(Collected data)
=== Section Start ===

use std::{default::Default, time::Duration};

/// Contains Config properties which will be used by a Client
#[derive(Clone, Debug, Default)]
pub struct ClientConfig {
    /// Upper bound for establishing the TCP connection in
    /// [`connect`](crate::Client::connect). `None` waits as long as the OS
    /// does.
    pub connect_timeout: Option<Duration>,
}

=== Section End ===

=== Brief ===
The lines above that hold "Default" are the result; show every one of them.

=== Result of the exercise ===
use std::{default::Default, time::Duration};
#[derive(Clone, Debug, Default)]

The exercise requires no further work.